Why can't we stop binge-watching?
by Ara Eugenio
Sep 17, 2020
(LEFT TO RIGHT) Crash Landing On You/tvN, It's Okay To Not Be Okay/tvN
Photo/s: Jico Joson

SPOILER ALERT: It takes more than familiar plots and love teams. It's thinking "light years" ahead. 

As Filipinos fell deep into the rabbit hole that is 2020, the cult-like bunch of Korean drama fans also fell deeper into the Korean universe, as new titles are streamed on Netflix.
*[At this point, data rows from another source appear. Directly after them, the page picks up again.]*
//! The asynchronous state machine shared by assets and both loading phases of load units.
//!
//! ```text
//! Initial --(try_claim)--> Loading --(complete Ok)--> Ready
//!                                  --(complete Err)--> Error
//! ```
//!
//! Only the thread that wins the `Initial -> Loading` compare-and-swap receives a `Claim`, and
//! only a `Claim` can write the result. Every other thread either blocks in `wait` or queues a
//! handler with `on_ready`. `Ready` and `Error` are terminal.

use std::mem;
use std::sync::atomic::{AtomicU8, Ordering};
use std::sync::{Arc, Condvar, Mutex};

use smallvec::SmallVec;

use crate::errors::*;
use crate::sched::unwind;

#[derive(Debug, Clone, Copy, PartialEq, Eq, Hash)]
pub enum AsyncState {
    Initial,
    Loading,
    Ready,
    Error,
}

impl AsyncState {
    #[inline]
    pub fn is_terminal(self) -> bool {
        self == AsyncState::Ready || self == AsyncState::Error
    }

    fn from_u8(v: u8) -> Self {
        match v {
            0 => AsyncState::Initial,
            1 => AsyncState::Loading,
            2 => AsyncState::Ready,
            _ => AsyncState::Error,
        }
    }
}

type Handler<T> = Box<dyn FnOnce(&Result<T>) + Send + 'static>;

struct Inner<T> {
    result: Option<Result<T>>,
    handlers: SmallVec<[Handler<T>; 2]>,
    // Set while the completing thread still runs queued handlers. Late handlers are queued
    // behind them instead of running right away.
    draining: bool,
}

/// A write-once slot with an ownership claim, a condition variable and a handler queue.
pub struct AsyncCell<T> {
    state: AtomicU8,
    inner: Mutex<Inner<T>>,
    cond: Condvar,
}

impl<T: Clone + Send + 'static> AsyncCell<T> {
    pub fn new() -> Self {
        AsyncCell {
            state: AtomicU8::new(AsyncState::Initial as u8),
            inner: Mutex::new(Inner {
                result: None,
                handlers: SmallVec::new(),
                draining: false,
            }),
            cond: Condvar::new(),
        }
    }

    #[inline]
    pub fn state(&self) -> AsyncState {
        AsyncState::from_u8(self.state.load(Ordering::Acquire))
    }

    /// Attempts the `Initial -> Loading` transition. Returns the claim to the single winner.
    pub fn try_claim(self: &Arc<Self>) -> Option<Claim<T>> {
        self.state
            .compare_exchange(
                AsyncState::Initial as u8,
                AsyncState::Loading as u8,
                Ordering::AcqRel,
                Ordering::Acquire,
            )
            .ok()
            .map(|_| Claim {
                cell: Some(self.clone()),
            })
    }

    /// Returns the result if this cell is terminal already.
    pub fn try_get(&self) -> Option<Result<T>> {
        self.inner.lock().unwrap().result.clone()
    }

    /// Blocks current thread until this cell becomes terminal.
    pub fn wait(&self) -> Result<T> {
        let mut inner = self.inner.lock().unwrap();
        loop {
            if let Some(ref result) = inner.result {
                return result.clone();
            }

            inner = self.cond.wait(inner).unwrap();
        }
    }

    /// Runs `func` once this cell becomes terminal. If it is terminal already, `func` runs on the
    /// calling thread right away. Otherwise it is queued and runs later, in registration order,
    /// on the thread that completes the cell. Handlers registered while queued ones are still
    /// running are queued behind them. Panics escaping `func` are swallowed.
    pub fn on_ready<F>(&self, func: F)
    where
        F: FnOnce(&Result<T>) + Send + 'static,
    {
        let result = {
            let mut inner = self.inner.lock().unwrap();
            match inner.result.clone() {
                Some(result) if !inner.draining => result,
                _ => {
                    inner.handlers.push(Box::new(func));
                    return;
                }
            }
        };

        invoke(Box::new(func), &result);
    }

    fn complete(&self, result: Result<T>) {
        let (handlers, result) = {
            let mut inner = self.inner.lock().unwrap();
            debug_assert!(inner.result.is_none(), "async cell completed twice.");

            let state = if result.is_ok() {
                AsyncState::Ready
            } else {
                AsyncState::Error
            };

            inner.result = Some(result.clone());
            inner.draining = true;
            self.state.store(state as u8, Ordering::Release);
            self.cond.notify_all();

            (mem::replace(&mut inner.handlers, SmallVec::new()), result)
        };

        // Handlers run outside of the lock, they are free to query or wait on this cell again.
        let mut handlers = handlers;
        loop {
            for handler in handlers {
                invoke(handler, &result);
            }

            let mut inner = self.inner.lock().unwrap();
            if inner.handlers.is_empty() {
                inner.draining = false;
                return;
            }

            handlers = mem::replace(&mut inner.handlers, SmallVec::new());
        }
    }
}

impl<T: Clone + Send + 'static> Default for AsyncCell<T> {
    fn default() -> Self {
        AsyncCell::new()
    }
}

fn invoke<T>(handler: Handler<T>, result: &Result<T>) {
    if let Err(err) = unwind::halt_unwinding(move || handler(result)) {
        warn!("Completion handler panicked: {}", unwind::panic_message(&err));
    }
}

/// The exclusive right to complete an `AsyncCell`. Dropping a claim without completing it fails
/// the cell, so waiters never hang on an abandoned load.
pub struct Claim<T: Clone + Send + 'static> {
    cell: Option<Arc<AsyncCell<T>>>,
}

impl<T: Clone + Send + 'static> Claim<T> {
    /// Publishes the result and fires every queued handler.
    pub fn complete(mut self, result: Result<T>) {
        if let Some(cell) = self.cell.take() {
            cell.complete(result);
        }
    }
}

impl<T: Clone + Send + 'static> Drop for Claim<T> {
    fn drop(&mut self) {
        if let Some(cell) = self.cell.take() {
            cell.complete(Err(Error::Logic("load abandoned before completion.".into())));
        }
    }
}

#[cfg(test)]
mod test {
    use super::*;
    use std::sync::Mutex as StdMutex;
    use std::thread;
    use std::time::Duration;

    #[test]
    fn claim_once() {
        let cell = Arc::new(AsyncCell::<u32>::new());
        assert_eq!(cell.state(), AsyncState::Initial);

        let claim = cell.try_claim().unwrap();
        assert!(cell.try_claim().is_none());
        assert_eq!(cell.state(), AsyncState::Loading);

        claim.complete(Ok(7));
        assert_eq!(cell.state(), AsyncState::Ready);
        assert!(cell.try_claim().is_none());
        assert_eq!(cell.wait(), Ok(7));
    }

    #[test]
    fn handlers_fifo() {
        let cell = Arc::new(AsyncCell::<u32>::new());
        let order = Arc::new(StdMutex::new(Vec::new()));

        for i in 0..4 {
            let order = order.clone();
            cell.on_ready(move |_| order.lock().unwrap().push(i));
        }

        cell.on_ready(|_| panic!("swallowed"));
        cell.try_claim().unwrap().complete(Ok(1));
        assert_eq!(*order.lock().unwrap(), vec![0, 1, 2, 3]);

        // Runs immediately once terminal.
        let order2 = order.clone();
        cell.on_ready(move |v| order2.lock().unwrap().push(*v.as_ref().unwrap()));
        assert_eq!(*order.lock().unwrap(), vec![0, 1, 2, 3, 1]);
    }

    #[test]
    fn late_handlers_wait_for_queued_ones() {
        let cell = Arc::new(AsyncCell::<u32>::new());
        let order = Arc::new(StdMutex::new(Vec::new()));

        {
            let order = order.clone();
            cell.on_ready(move |_| {
                thread::sleep(Duration::from_millis(200));
                order.lock().unwrap().push(1);
            });
        }

        let claim = cell.try_claim().unwrap();
        let completer = thread::spawn(move || claim.complete(Ok(0)));

        while cell.try_get().is_none() {
            thread::yield_now();
        }

        {
            let order = order.clone();
            cell.on_ready(move |_| order.lock().unwrap().push(2));
        }

        completer.join().unwrap();
        assert_eq!(*order.lock().unwrap(), vec![1, 2]);

        // Once drained, handlers run on the calling thread again.
        let order2 = order.clone();
        cell.on_ready(move |_| order2.lock().unwrap().push(3));
        assert_eq!(*order.lock().unwrap(), vec![1, 2, 3]);
    }

    #[test]
    fn abandoned_claim() {
        let cell = Arc::new(AsyncCell::<u32>::new());
        let claim = cell.try_claim().unwrap();

        let waiter = {
            let cell = cell.clone();
            thread::spawn(move || cell.wait())
        };

        drop(claim);
        assert_eq!(cell.state(), AsyncState::Error);
        match waiter.join().unwrap() {
            Err(Error::Logic(_)) => {}
            other => panic!("unexpected {:?}", other),
        }
    }
}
With new additions such as "Itaewon Class," "It’s Okay Not to Be Okay," and "The World of Married," it seems there’s no turning back since "Boys Over Flowers" and "Winter Sonata" got Filipinos hooked for over a decade. 

The same adoration can't be said for Filipino dramas. Sure, there are the other woman memes from afternoon soaps but nothing that inspires love for samgyupsal or travel goals to Seoul. The problem is in the creative and business process, said a Korean studies scholar.

“South Korea's film and TV industry is light years ahead compared to the Philippines. In script writing, in production quality, in distribution quality, in a lot of aspects throughout its supply and value chains,” said Erik Paolo Capistrano, a faculty member at UP Diliman's school of business whose research interests include the study of Korean culture and its many industries.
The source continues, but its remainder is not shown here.